[GIVEN ENTRIES Boundary: Start]

//! CLI integration tests: exercise the compiled `frepo` binary end to end
//! against real, local (`file://`) git remotes.

mod common;

use assert_cmd::Command;
use predicates::prelude::*;
use tempfile::TempDir;

use common::git_helpers;

#[test]
fn test_help() {
    let mut cmd = Command::cargo_bin("frepo").unwrap();
    cmd.arg("--help")
        .assert()
        .success()
        .stdout(predicate::str::contains("Multi-repo workspace orchestrator"));
}

#[test]
fn test_version() {
    let mut cmd = Command::cargo_bin("frepo").unwrap();
    cmd.arg("--version")
        .assert()
        .success()
        .stdout(predicate::str::contains(env!("CARGO_PKG_VERSION")));
}

#[test]
fn test_sync_outside_workspace_fails() {
    let temp = TempDir::new().unwrap();
    let mut cmd = Command::cargo_bin("frepo").unwrap();
    cmd.current_dir(temp.path())
        .arg("sync")
        .assert()
        .failure()
        .stderr(predicate::str::contains("no workspace found"));
}

/// Sets up two bare remotes (a manifest repo and a project repo) under
/// `root`, returns their `file://` URLs.
fn setup_remotes(root: &std::path::Path) -> (String, String) {
    let manifest_bare = root.join("remotes/manifest.git");
    let project_bare = root.join("remotes/foo.git");
    git_helpers::init_bare_repo(&manifest_bare);
    git_helpers::init_bare_repo(&project_bare);

    let project_url = format!("file://{}", project_bare.display());

    let project_work = root.join("scratch/foo");
    git_helpers::clone_repo(&format!("file://{}", project_bare.display()), &project_work);
    git_helpers::commit_file(&project_work, "hello.txt", "hello from foo\n", "initial");
    git_helpers::push_branch(&project_work, "origin", "main");

    let manifest_work = root.join("scratch/manifest");
    git_helpers::clone_repo(&format!("file://{}", manifest_bare.display()), &manifest_work);
    let xml = format!(
        r#"<?xml version="1.0" encoding="UTF-8"?>
<manifest>
  <remote name="origin" fetch="{project_url}" />
  <project path="libs/foo" name="foo" revision="main" />
</manifest>
"#
    );
    git_helpers::commit_file(&manifest_work, "default.xml", &xml, "initial manifest");
    git_helpers::push_branch(&manifest_work, "origin", "main");

    (format!("file://{}", manifest_bare.display()), project_url)
}

#[test]
fn test_init_sync_list_forall_snapshot_workflow() {
    let temp = TempDir::new().unwrap();
    let (manifest_url, _project_url) = setup_remotes(temp.path());
    let workspace = temp.path().join("workspace");

    Command::cargo_bin("frepo")
        .unwrap()
        .current_dir(temp.path())
        .args(["init", "workspace", "-u", &manifest_url, "-b", "main"])
        .assert()
        .success();

    assert!(workspace.join(".frepo/config.ini").exists());
    assert!(workspace.join(".frepo/manifest.xml").exists());
    let checked_out = workspace.join("libs/foo/hello.txt");
    assert!(checked_out.exists(), "project was not cloned into the workspace");
    assert_eq!(
        std::fs::read_to_string(&checked_out).unwrap(),
        "hello from foo\n"
    );

    Command::cargo_bin("frepo")
        .unwrap()
        .current_dir(&workspace)
        .arg("list")
        .assert()
        .success()
        .stdout(predicate::str::contains("libs/foo"));

    let marker = workspace.join("forall-output.txt");
    Command::cargo_bin("frepo")
        .unwrap()
        .current_dir(&workspace)
        .args([
            "forall",
            "-c",
            "sh",
            "-c",
            &format!("echo $REPO_PROJECT >> {}", marker.display()),
        ])
        .assert()
        .success();
    let forall_output = std::fs::read_to_string(&marker).unwrap();
    assert_eq!(forall_output.trim(), "foo");

    Command::cargo_bin("frepo")
        .unwrap()
        .current_dir(&workspace)
        .args(["snapshot", "release-1"])
        .assert()
        .success();
    // The snapshot is written to the canonical manifest filename on the
    // new branch, not a name-derived file, so a later `sync -b release-1`
    // reads the pinned content.
    let pinned = std::process::Command::new("git")
        .current_dir(workspace.join("manifest"))
        .args(["show", "release-1:default.xml"])
        .output()
        .unwrap();
    assert!(pinned.status.success());
    let pinned_xml = String::from_utf8(pinned.stdout).unwrap();
    assert!(pinned_xml.contains("path=\"libs/foo\""));
    assert!(!pinned_xml.contains("revision=\"main\""));

    // A second sync against an unchanged manifest should be a clean no-op.
    Command::cargo_bin("frepo")
        .unwrap()
        .current_dir(&workspace)
        .arg("sync")
        .assert()
        .success();
}

#[test]
fn test_init_refuses_existing_directory() {
    let temp = TempDir::new().unwrap();
    let (manifest_url, _) = setup_remotes(temp.path());
    let workspace = temp.path().join("workspace");
    std::fs::create_dir_all(&workspace).unwrap();

    Command::cargo_bin("frepo")
        .unwrap()
        .current_dir(temp.path())
        .args(["init", "workspace", "-u", &manifest_url])
        .assert()
        .failure()
        .stderr(predicate::str::contains("already exists"));
}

[GIVEN ENTRIES Boundary: End]

Look through the listing, and copy each line that contains the word "join".

    let manifest_bare = root.join("remotes/manifest.git");
    let project_bare = root.join("remotes/foo.git");
    let project_work = root.join("scratch/foo");
    let manifest_work = root.join("scratch/manifest");
    let workspace = temp.path().join("workspace");
    assert!(workspace.join(".frepo/config.ini").exists());
    assert!(workspace.join(".frepo/manifest.xml").exists());
    let checked_out = workspace.join("libs/foo/hello.txt");
    let marker = workspace.join("forall-output.txt");
        .current_dir(workspace.join("manifest"))
    let workspace = temp.path().join("workspace");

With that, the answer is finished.